━━━━━ Record set
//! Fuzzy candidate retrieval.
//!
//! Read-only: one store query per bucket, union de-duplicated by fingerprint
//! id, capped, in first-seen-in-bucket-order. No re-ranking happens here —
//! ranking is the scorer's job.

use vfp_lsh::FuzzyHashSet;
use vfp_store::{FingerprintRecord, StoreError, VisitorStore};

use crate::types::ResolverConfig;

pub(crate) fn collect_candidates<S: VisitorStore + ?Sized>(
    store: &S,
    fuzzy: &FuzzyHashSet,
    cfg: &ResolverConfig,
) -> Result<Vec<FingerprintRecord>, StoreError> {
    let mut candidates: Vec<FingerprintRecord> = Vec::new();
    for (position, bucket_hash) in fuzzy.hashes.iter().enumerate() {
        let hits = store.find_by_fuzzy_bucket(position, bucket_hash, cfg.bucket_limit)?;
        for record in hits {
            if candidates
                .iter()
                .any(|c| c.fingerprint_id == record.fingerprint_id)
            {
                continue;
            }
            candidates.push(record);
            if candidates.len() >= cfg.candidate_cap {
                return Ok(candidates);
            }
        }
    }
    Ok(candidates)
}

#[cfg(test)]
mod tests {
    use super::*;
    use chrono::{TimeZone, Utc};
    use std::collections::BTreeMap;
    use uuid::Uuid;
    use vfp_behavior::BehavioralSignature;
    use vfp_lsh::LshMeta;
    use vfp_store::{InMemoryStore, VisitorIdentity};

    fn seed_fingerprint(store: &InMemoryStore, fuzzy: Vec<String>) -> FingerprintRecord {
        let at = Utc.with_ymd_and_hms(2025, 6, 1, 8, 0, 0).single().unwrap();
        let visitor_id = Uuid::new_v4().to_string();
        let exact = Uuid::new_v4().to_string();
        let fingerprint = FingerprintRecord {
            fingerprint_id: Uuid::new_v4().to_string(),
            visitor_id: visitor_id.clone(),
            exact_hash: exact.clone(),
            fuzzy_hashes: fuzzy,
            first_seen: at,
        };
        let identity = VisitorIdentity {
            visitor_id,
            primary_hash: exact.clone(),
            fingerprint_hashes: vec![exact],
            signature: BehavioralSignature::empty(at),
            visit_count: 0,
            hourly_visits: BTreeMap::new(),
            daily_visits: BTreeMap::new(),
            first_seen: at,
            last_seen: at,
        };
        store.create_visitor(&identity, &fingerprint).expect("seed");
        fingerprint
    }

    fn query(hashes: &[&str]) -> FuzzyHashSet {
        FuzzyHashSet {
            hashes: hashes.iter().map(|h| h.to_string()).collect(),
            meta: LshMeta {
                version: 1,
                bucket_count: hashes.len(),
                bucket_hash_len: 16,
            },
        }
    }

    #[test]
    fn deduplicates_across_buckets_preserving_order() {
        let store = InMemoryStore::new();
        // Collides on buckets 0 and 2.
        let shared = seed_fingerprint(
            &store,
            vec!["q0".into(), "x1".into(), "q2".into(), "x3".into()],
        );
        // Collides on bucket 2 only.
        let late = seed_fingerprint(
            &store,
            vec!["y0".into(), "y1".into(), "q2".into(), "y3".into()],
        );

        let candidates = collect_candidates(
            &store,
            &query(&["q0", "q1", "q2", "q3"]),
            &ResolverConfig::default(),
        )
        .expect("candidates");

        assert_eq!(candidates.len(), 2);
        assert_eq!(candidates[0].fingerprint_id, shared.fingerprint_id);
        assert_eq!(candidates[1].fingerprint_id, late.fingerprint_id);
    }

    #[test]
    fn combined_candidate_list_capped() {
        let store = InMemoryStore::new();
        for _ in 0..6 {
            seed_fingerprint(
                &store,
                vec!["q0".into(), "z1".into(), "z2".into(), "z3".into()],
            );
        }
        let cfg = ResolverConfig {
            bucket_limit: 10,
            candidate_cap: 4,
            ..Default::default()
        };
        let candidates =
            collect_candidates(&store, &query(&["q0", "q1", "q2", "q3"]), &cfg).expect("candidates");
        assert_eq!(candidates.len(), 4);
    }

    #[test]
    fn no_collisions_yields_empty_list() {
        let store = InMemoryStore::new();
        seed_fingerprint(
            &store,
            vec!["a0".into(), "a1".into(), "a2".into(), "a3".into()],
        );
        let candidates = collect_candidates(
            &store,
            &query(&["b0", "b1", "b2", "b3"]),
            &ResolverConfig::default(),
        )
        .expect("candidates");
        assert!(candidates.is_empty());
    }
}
━━━━━━━━━━
- _Required work_: From the first line of the records above to the line that contains "use super::*;", quote each line exactly.

- _Solution_:
//! Fuzzy candidate retrieval.
//!
//! Read-only: one store query per bucket, union de-duplicated by fingerprint
//! id, capped, in first-seen-in-bucket-order. No re-ranking happens here —
//! ranking is the scorer's job.

use vfp_lsh::FuzzyHashSet;
use vfp_store::{FingerprintRecord, StoreError, VisitorStore};

use crate::types::ResolverConfig;

pub(crate) fn collect_candidates<S: VisitorStore + ?Sized>(
    store: &S,
    fuzzy: &FuzzyHashSet,
    cfg: &ResolverConfig,
) -> Result<Vec<FingerprintRecord>, StoreError> {
    let mut candidates: Vec<FingerprintRecord> = Vec::new();
    for (position, bucket_hash) in fuzzy.hashes.iter().enumerate() {
        let hits = store.find_by_fuzzy_bucket(position, bucket_hash, cfg.bucket_limit)?;
        for record in hits {
            if candidates
                .iter()
                .any(|c| c.fingerprint_id == record.fingerprint_id)
            {
                continue;
            }
            candidates.push(record);
            if candidates.len() >= cfg.candidate_cap {
                return Ok(candidates);
            }
        }
    }
    Ok(candidates)
}

#[cfg(test)]
mod tests {
    use super::*;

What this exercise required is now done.